President George W. Bush did two real “conservative” things economically: he cut income taxes modestly in his first term and he increased Defense spending.
It is hard to say we need a Democrat in the White House just because the economy was better under Clinton than Bush. On the other hand, it makes sense to say we need Republican policies in place for a better economy based on those same two Presidents. By all means, feel free to repeat Clintons policies of tax cuts, spending cuts and free trade.
If we were to grant that the economy under President Clinton was good (maybe better than Bush’s, but not as good as several other Presidents’, including Reagan’s), we should also attribute that to his policies, which were essentially Republican, and not to his party affiliation. We should also note that his last six years in office were with a Republican majority in both houses of Congress.
We should also not exaggerate. Clinton averaged 3.2% growth (with the lag). JFK and LBJ averaged 4.3%, Reagan averaged 4.1%, Nixon and Ford averaged 3.7% and Eisenhower averaged 3.6%. On the other hand, President Bush’s first term was better than his father’s, Eisenhower’s and Jimmy Carter’s, as well as LBJ’s and Clinton’s second terms.
Clinton wasn’t great and Bush isn’t terrible.
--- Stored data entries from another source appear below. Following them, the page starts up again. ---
use super::{RenderContext, Renderer};
use crate::server::HttpResponse;
use http::StatusCode;

/// Text carried by a [`ServletResult`].
#[derive(Debug, Clone, PartialEq, Eq)]
pub enum ServletMessage {
    /// Sent verbatim
    Literal(String),
    /// Resolved through the message table at render time
    Coded { code: String, args: Vec<String> },
}

/// A status line plus a short text message.
#[derive(Debug, Clone, PartialEq, Eq)]
pub struct ServletResult {
    pub status: StatusCode,
    pub message: ServletMessage,
}

impl ServletResult {
    pub fn message(status: StatusCode, message: impl Into<String>) -> Self {
        Self {
            status,
            message: ServletMessage::Literal(message.into()),
        }
    }

    pub fn coded<I, S>(status: StatusCode, code: impl Into<String>, args: I) -> Self
    where
        I: IntoIterator<Item = S>,
        S: ToString,
    {
        Self {
            status,
            message: ServletMessage::Coded {
                code: code.into(),
                args: args.into_iter().map(|a| a.to_string()).collect(),
            },
        }
    }
}

pub struct PlainRenderer;

impl Renderer for PlainRenderer {
    type Output = ServletResult;

    fn render(&self, output: &ServletResult, ctx: &RenderContext<'_>) -> anyhow::Result<HttpResponse> {
        let text = match &output.message {
            ServletMessage::Literal(text) => text.clone(),
            ServletMessage::Coded { code, args } => ctx.messages.resolve(code, args),
        };
        Ok(HttpResponse::text(output.status, &text))
    }
}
More like a C+ and a C-. We have to wait another two years to get more solid numbers on Bush.
How Much Can a President Do, Really?
It’s also possible that the President just does not have than much impact on the immediate economy. After all, he’s the President of the US, not the Wizard of Oz. In the end, he is just a man behind a curtain. He can give us diplomas, but not brains. On the other hand, he can help bring about institutional changes (e.g., the federal income tax, Social Security and Medicare/Medicaid) that do impact the economy, but over a longer term, making it more difficult to tease the effects from the data.